Exercise instructions: Within the records below, find each line with the word "Some" and copy it out.

Records excerpted from a collection:
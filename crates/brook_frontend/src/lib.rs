#[macro_use]
extern crate macro_rules_attribute;

mod lexer;
mod parser;

pub mod ast;
pub mod token;

pub use lexer::{LexError, LexErrorKind, LexResult, Lexer};
pub use parser::{ParseResult, Parser, SyntaxError, SyntaxErrorKind};

derive_alias! {
    #[derive(Node!)] = #[derive(Debug, Clone, PartialEq, serde::Serialize)];
    #[derive(NodeCopy!)] = #[derive(Debug, Clone, Copy, PartialEq, Eq, Hash, serde::Serialize)];
}

/// Any error raised while turning source text into a syntax tree.
///
/// Both kinds are fatal: the first one aborts the whole parse and no partial
/// tree is returned.
#[derive(serde::Serialize, thiserror::Error, Debug, Clone, PartialEq, Eq)]
pub enum Error {
    #[error(transparent)]
    Lex(#[from] LexError),

    #[error(transparent)]
    Syntax(#[from] SyntaxError),
}

/// Parses a whole source unit, returning the root `Program` node.
pub fn parse(source: &str) -> Result<ast::Expr, Error> {
    let mut lexer = Lexer::new(source);
    Parser::new(&mut lexer).parse()
}
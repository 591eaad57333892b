use super::SyntaxErrorKind;
use crate::ast::{Expr, FuncDecl, VarDecl};
use crate::token::Pos;
use crate::{parse, Error, LexErrorKind};

fn parse_program(source: &str) -> Vec<Expr> {
    match parse(source) {
        Ok(Expr::Program(body)) => body,
        Ok(other) => panic!("expected a program, got {other:?}"),
        Err(err) => panic!("failed to parse {source:?}: {err}"),
    }
}

fn parse_one(source: &str) -> Expr {
    let mut body = parse_program(source);
    assert_eq!(body.len(), 1, "expected one expression in {source:?}");
    body.pop().unwrap()
}

fn syntax_error(source: &str) -> SyntaxErrorKind {
    match parse(source) {
        Err(Error::Syntax(err)) => err.kind,
        other => panic!("expected a syntax error for {source:?}, got {other:?}"),
    }
}

fn name(text: &str) -> Expr {
    Expr::Name(text.to_owned())
}

fn int(n: i64) -> Expr {
    Expr::Integer(n)
}

fn binary(op: &str, lhs: Expr, rhs: Expr) -> Expr {
    Expr::Binary {
        op: op.to_owned(),
        lhs: Box::new(lhs),
        rhs: Box::new(rhs),
    }
}

fn assign(lhs: Expr, rhs: Expr) -> Expr {
    Expr::Assign {
        op: "=".to_owned(),
        lhs: Box::new(lhs),
        rhs: Box::new(rhs),
    }
}

#[test]
fn multiplication_binds_tighter_on_the_right() {
    assert_eq!(
        parse_one("1 + 2 * 3"),
        binary("+", int(1), binary("*", int(2), int(3)))
    );
}

#[test]
fn multiplication_binds_tighter_on_the_left() {
    assert_eq!(
        parse_one("1 * 2 + 3"),
        binary("+", binary("*", int(1), int(2)), int(3))
    );
}

#[test]
fn comparison_binds_looser_than_arithmetic() {
    assert_eq!(
        parse_one("a + 1 < b * 2"),
        binary("<", binary("+", name("a"), int(1)), binary("*", name("b"), int(2)))
    );
}

#[test]
fn assignment_nests_to_the_right() {
    assert_eq!(
        parse_one("a = b = 1"),
        assign(name("a"), assign(name("b"), int(1)))
    );
}

#[test]
fn assignment_is_its_own_node() {
    match parse_one("x = 1") {
        Expr::Assign { op, .. } => assert_eq!(op, "="),
        other => panic!("expected an assignment, got {other:?}"),
    }

    // `==` stays an ordinary binary node.
    assert!(matches!(parse_one("a == b"), Expr::Binary { .. }));
}

#[test]
fn parentheses_group() {
    assert_eq!(
        parse_one("(1 + 2) * 3"),
        binary("*", binary("+", int(1), int(2)), int(3))
    );
}

#[test]
fn calls() {
    assert_eq!(
        parse_one("f(1, 2)"),
        Expr::Call {
            callee: Box::new(name("f")),
            args: vec![int(1), int(2)],
        }
    );

    assert_eq!(
        parse_one("f()"),
        Expr::Call {
            callee: Box::new(name("f")),
            args: vec![],
        }
    );

    // Trailing separator before the closing parenthesis is tolerated.
    assert_eq!(
        parse_one("f(1,)"),
        Expr::Call {
            callee: Box::new(name("f")),
            args: vec![int(1)],
        }
    );
}

#[test]
fn call_arguments_may_span_lines() {
    assert_eq!(
        parse_one("f(\n1,\n2)"),
        Expr::Call {
            callee: Box::new(name("f")),
            args: vec![int(1), int(2)],
        }
    );
}

#[test]
fn calls_wrap_once_per_grammar_site() {
    // The atom site and the expression site each apply one argument list.
    assert_eq!(
        parse_one("f(1)(2)"),
        Expr::Call {
            callee: Box::new(Expr::Call {
                callee: Box::new(name("f")),
                args: vec![int(1)],
            }),
            args: vec![int(2)],
        }
    );

    // A third list has no site left to consume it.
    assert!(matches!(
        syntax_error("f(1)(2)(3)"),
        SyntaxErrorKind::Expected { .. }
    ));
}

#[test]
fn function_declaration() {
    assert_eq!(
        parse_one("define f(x as int) as int begin x end"),
        Expr::Function(FuncDecl {
            name: "f".to_owned(),
            params: vec![VarDecl {
                name: "x".to_owned(),
                type_name: "int".to_owned(),
                init: None,
            }],
            body: Box::new(Expr::Program(vec![name("x")])),
            ret_type: "int".to_owned(),
        })
    );
}

#[test]
fn function_body_must_be_a_block() {
    assert_eq!(
        syntax_error("define f() as int 5"),
        SyntaxErrorKind::FunctionBodyNotABlock
    );
}

#[test]
fn parameter_initializers_are_not_rejected() {
    let func = parse_one("define f(x as int = 1) as int begin x end");
    match func {
        Expr::Function(FuncDecl { params, .. }) => {
            assert_eq!(params.len(), 1);
            assert_eq!(params[0].init, Some(Box::new(int(1))));
        }
        other => panic!("expected a function, got {other:?}"),
    }
}

#[test]
fn variable_declarations() {
    assert_eq!(
        parse_one("let x as int = 5"),
        Expr::Var(VarDecl {
            name: "x".to_owned(),
            type_name: "int".to_owned(),
            init: Some(Box::new(int(5))),
        })
    );

    assert_eq!(
        parse_one("let x as int"),
        Expr::Var(VarDecl {
            name: "x".to_owned(),
            type_name: "int".to_owned(),
            init: None,
        })
    );
}

#[test]
fn if_with_and_without_else() {
    assert_eq!(
        parse_one("if x then y end else do z end"),
        Expr::If {
            cond: Box::new(name("x")),
            then: Box::new(Expr::Program(vec![name("y")])),
            else_: Some(Box::new(Expr::Program(vec![name("z")]))),
        }
    );

    assert_eq!(
        parse_one("if x then y end"),
        Expr::If {
            cond: Box::new(name("x")),
            then: Box::new(Expr::Program(vec![name("y")])),
            else_: None,
        }
    );
}

#[test]
fn block_newline_variants() {
    let expected = Expr::Program(vec![name("x")]);
    assert_eq!(parse_one("begin x end"), expected);
    assert_eq!(parse_one("begin x\nend"), expected);
    assert_eq!(parse_one("begin\nx\nend"), expected);
    assert_eq!(parse_one("begin x\n\nend"), expected);

    assert_eq!(parse_one("begin end"), Expr::Program(vec![]));
}

#[test]
fn statements_need_newline_separators() {
    assert_eq!(parse_program("1\n2\n"), vec![int(1), int(2)]);
    assert_eq!(parse_program("1\n2"), vec![int(1), int(2)]);

    assert_eq!(
        syntax_error("1 2"),
        SyntaxErrorKind::Expected {
            expected: "`\\n`".to_owned(),
            found: "integer `2`".to_owned(),
        }
    );

    assert!(matches!(
        syntax_error("begin x y end"),
        SyntaxErrorKind::Expected { .. }
    ));
}

#[test]
fn blank_lines_are_skipped() {
    assert_eq!(parse_program(""), vec![]);
    assert_eq!(parse_program("\n\n"), vec![]);
    assert_eq!(parse_program("\n\n1\n\n"), vec![int(1)]);
}

#[test]
fn missing_end_is_fatal() {
    assert_eq!(
        syntax_error("begin x"),
        SyntaxErrorKind::Expected {
            expected: "keyword `end`".to_owned(),
            found: "end of input".to_owned(),
        }
    );

    assert!(matches!(
        syntax_error("begin"),
        SyntaxErrorKind::Expected { .. }
    ));
}

#[test]
fn lexical_errors_propagate_with_their_position() {
    match parse("1 + @") {
        Err(Error::Lex(err)) => {
            assert_eq!(err.kind, LexErrorKind::UnexpectedChar('@'));
            assert_eq!(err.pos, Pos::new(0, 4));
        }
        other => panic!("expected a lexical error, got {other:?}"),
    }
}

#[test]
fn syntax_errors_carry_the_offending_position() {
    match parse("1 2") {
        Err(Error::Syntax(err)) => assert_eq!(err.pos, Pos::new(0, 2)),
        other => panic!("expected a syntax error, got {other:?}"),
    }
}

#[test]
fn operators_without_precedence_are_rejected() {
    assert_eq!(
        syntax_error("a ? b"),
        SyntaxErrorKind::NotBinaryOperator("?".to_owned())
    );
}

#[test]
fn out_of_range_integers_are_rejected() {
    assert_eq!(
        syntax_error("99999999999999999999"),
        SyntaxErrorKind::NumberOutOfRange("99999999999999999999".to_owned())
    );
}

#[test]
fn literal_atoms() {
    assert_eq!(parse_one("\"hi\""), Expr::String("hi".to_owned()));
    assert_eq!(parse_one("'a'"), Expr::Char(b'a'));
    assert_eq!(parse_one("''"), Expr::Char(0));
    assert_eq!(parse_one("true"), Expr::Bool(true));
    assert_eq!(parse_one("false"), Expr::Bool(false));
    assert_eq!(parse_one("1.5"), Expr::Float(1.5));
}

#[test]
fn keywords_are_not_expressions() {
    assert_eq!(
        syntax_error("as"),
        SyntaxErrorKind::Expected {
            expected: "an expression".to_owned(),
            found: "keyword `as`".to_owned(),
        }
    );
}

#[test]
fn whole_program() {
    let source = "\
define max(a as int, b as int) as int begin
    if a > b then a end else do b end
end

let m as int = max(1, 2)
m
";

    let body = parse_program(source);
    assert_eq!(body.len(), 3);

    assert!(matches!(&body[0], Expr::Function(FuncDecl { name, .. }) if name == "max"));
    assert!(matches!(&body[1], Expr::Var(VarDecl { init: Some(_), .. })));
    assert_eq!(body[2], name("m"));
}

Task result:
            assert_eq!(params[0].init, Some(Box::new(int(1))));
            init: Some(Box::new(int(5))),
            else_: Some(Box::new(Expr::Program(vec![name("z")]))),
    assert!(matches!(&body[1], Expr::Var(VarDecl { init: Some(_), .. })));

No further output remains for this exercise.